Stored data entries:

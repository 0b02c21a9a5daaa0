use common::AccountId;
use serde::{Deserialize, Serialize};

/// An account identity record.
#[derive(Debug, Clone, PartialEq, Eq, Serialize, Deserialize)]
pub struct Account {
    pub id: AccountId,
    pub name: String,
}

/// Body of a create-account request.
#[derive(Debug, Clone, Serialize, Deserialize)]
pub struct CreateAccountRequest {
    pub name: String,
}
--
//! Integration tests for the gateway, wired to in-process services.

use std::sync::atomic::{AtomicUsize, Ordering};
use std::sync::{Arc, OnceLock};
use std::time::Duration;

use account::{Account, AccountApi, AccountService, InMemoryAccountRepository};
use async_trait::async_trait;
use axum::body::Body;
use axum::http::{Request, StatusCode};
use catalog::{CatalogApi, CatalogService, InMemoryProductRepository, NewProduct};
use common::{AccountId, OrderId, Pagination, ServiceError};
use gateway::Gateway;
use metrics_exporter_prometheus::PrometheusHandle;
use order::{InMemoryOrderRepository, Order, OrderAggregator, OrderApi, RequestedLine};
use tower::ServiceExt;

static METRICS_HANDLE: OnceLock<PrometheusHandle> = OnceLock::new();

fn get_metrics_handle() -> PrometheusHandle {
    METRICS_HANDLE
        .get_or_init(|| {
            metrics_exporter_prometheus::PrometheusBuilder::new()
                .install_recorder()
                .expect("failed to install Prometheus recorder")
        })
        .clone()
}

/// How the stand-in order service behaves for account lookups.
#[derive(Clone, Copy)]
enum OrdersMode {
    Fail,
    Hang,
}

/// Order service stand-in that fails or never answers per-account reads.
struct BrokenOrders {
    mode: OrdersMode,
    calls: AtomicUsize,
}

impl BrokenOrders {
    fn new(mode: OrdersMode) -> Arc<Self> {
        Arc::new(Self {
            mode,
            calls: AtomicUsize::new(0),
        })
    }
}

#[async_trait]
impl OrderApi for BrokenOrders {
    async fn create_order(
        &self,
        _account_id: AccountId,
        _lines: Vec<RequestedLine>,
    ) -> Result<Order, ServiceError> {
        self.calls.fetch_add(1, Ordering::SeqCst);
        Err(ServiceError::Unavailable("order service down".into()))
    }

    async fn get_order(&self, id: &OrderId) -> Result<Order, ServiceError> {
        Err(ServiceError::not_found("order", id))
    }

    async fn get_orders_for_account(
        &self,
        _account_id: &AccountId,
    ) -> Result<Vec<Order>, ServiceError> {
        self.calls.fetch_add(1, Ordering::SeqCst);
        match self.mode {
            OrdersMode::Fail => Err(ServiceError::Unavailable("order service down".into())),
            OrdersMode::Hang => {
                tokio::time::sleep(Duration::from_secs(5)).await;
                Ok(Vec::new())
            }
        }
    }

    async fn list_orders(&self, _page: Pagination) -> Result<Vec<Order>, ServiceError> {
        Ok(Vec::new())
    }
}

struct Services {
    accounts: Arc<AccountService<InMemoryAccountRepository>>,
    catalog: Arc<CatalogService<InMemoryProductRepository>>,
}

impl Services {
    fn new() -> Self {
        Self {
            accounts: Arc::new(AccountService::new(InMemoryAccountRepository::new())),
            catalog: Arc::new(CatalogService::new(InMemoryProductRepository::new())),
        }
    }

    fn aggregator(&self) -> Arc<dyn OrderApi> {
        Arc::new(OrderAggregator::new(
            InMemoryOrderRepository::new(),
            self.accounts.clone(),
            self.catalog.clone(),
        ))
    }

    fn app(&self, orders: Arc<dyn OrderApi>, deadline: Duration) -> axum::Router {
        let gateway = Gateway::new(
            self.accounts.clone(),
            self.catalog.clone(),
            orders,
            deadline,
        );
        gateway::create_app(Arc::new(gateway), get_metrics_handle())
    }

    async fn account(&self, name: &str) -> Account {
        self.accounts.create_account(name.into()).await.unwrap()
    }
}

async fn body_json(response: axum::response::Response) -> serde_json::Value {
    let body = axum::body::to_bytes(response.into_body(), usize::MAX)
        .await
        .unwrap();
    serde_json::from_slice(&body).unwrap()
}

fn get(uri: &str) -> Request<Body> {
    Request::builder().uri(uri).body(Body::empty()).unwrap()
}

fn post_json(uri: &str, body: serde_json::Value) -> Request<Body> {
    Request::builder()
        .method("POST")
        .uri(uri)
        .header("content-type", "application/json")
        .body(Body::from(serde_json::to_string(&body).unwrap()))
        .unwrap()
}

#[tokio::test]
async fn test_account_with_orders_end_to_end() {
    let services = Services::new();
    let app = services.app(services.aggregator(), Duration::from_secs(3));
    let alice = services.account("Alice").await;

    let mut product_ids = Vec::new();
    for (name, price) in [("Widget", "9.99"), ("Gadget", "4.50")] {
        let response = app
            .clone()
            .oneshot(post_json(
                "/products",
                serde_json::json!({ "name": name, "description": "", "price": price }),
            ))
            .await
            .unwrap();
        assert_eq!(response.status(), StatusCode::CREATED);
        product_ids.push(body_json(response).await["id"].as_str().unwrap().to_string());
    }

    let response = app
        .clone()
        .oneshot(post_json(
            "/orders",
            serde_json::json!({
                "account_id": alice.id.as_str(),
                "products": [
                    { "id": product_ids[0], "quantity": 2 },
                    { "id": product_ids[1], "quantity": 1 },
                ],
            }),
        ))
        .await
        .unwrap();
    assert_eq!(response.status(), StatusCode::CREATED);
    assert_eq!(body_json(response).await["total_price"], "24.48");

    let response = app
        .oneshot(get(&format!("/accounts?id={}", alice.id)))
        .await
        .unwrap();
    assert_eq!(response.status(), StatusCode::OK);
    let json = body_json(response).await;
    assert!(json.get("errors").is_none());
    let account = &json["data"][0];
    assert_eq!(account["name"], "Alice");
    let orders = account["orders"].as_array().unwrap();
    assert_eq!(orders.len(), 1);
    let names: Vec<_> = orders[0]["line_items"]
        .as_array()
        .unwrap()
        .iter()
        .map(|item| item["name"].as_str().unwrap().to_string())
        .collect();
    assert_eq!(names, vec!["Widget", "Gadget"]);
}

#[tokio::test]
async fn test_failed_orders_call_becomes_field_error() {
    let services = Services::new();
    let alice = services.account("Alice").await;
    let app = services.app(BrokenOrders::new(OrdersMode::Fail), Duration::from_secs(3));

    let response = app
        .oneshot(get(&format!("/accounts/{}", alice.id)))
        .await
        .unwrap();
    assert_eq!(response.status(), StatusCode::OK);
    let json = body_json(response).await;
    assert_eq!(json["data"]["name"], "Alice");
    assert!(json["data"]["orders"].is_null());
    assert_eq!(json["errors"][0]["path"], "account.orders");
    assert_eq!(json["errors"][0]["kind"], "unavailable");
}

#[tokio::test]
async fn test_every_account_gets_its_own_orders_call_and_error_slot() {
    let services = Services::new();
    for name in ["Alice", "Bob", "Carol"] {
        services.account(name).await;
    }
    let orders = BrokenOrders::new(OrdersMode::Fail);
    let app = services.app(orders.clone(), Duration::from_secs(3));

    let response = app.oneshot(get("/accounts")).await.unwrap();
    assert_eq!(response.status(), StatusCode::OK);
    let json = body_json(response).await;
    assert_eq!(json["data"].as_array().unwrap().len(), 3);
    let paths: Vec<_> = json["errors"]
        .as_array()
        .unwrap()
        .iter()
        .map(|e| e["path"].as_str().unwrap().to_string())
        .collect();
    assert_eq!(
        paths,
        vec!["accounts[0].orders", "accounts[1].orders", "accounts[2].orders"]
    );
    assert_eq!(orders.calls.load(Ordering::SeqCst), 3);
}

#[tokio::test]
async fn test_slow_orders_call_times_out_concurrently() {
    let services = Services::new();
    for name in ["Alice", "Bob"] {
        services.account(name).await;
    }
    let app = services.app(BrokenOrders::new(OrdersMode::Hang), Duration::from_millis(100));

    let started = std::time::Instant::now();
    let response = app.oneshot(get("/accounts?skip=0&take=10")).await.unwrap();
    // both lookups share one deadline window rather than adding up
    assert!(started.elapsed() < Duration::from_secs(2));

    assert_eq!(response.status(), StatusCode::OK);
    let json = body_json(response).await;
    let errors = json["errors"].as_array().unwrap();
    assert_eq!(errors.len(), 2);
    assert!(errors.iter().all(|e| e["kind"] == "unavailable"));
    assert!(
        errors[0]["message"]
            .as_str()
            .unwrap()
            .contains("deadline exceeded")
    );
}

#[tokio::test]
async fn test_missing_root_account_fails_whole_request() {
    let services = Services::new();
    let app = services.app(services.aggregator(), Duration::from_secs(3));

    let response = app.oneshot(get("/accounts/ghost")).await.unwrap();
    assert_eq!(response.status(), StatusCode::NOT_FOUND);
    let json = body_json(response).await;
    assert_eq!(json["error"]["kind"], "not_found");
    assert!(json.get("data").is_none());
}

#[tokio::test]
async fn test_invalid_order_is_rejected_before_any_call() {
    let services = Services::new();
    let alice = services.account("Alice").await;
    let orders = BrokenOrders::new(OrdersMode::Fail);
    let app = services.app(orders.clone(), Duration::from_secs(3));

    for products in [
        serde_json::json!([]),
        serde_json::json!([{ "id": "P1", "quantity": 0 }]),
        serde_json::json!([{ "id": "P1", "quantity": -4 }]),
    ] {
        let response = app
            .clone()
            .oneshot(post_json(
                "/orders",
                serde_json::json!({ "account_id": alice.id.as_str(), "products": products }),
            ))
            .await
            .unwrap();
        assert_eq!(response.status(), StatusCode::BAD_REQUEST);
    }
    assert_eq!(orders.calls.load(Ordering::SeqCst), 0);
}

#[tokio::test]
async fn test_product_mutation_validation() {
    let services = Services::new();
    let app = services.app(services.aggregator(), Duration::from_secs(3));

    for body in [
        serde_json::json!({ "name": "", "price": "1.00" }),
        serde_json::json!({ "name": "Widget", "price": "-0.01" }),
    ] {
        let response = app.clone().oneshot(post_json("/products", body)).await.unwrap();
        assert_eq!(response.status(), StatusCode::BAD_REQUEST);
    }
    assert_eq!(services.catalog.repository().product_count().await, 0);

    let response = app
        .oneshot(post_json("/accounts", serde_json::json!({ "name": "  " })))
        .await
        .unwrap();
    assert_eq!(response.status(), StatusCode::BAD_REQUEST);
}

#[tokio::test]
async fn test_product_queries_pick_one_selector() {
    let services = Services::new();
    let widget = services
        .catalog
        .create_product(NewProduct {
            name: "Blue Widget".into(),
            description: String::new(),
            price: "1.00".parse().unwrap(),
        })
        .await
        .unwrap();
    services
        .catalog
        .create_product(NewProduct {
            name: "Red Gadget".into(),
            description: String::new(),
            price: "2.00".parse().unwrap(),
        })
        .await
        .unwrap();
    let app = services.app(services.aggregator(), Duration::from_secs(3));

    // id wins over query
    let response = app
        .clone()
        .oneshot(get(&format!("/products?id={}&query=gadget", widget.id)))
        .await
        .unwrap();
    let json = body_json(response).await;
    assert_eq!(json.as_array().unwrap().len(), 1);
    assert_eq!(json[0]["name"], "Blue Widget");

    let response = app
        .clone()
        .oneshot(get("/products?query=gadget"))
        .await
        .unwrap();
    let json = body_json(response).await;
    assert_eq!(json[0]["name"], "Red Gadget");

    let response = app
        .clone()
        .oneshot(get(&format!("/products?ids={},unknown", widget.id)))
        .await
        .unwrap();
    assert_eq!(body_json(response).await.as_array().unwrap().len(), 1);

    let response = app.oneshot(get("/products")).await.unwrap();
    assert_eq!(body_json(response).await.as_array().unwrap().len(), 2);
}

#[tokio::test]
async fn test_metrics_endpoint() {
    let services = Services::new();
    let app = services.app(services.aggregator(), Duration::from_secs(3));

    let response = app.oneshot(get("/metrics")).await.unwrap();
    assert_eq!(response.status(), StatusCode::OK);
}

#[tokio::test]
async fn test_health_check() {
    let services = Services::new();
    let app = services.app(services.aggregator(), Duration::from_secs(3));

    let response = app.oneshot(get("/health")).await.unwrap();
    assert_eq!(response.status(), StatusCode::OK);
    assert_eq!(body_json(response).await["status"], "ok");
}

*Task details*
Check every line above for the string "format", and copy the ones that have it.

*Result*
        .oneshot(get(&format!("/accounts?id={}", alice.id)))
        .oneshot(get(&format!("/accounts/{}", alice.id)))
        .oneshot(get(&format!("/products?id={}&query=gadget", widget.id)))
        .oneshot(get(&format!("/products?ids={},unknown", widget.id)))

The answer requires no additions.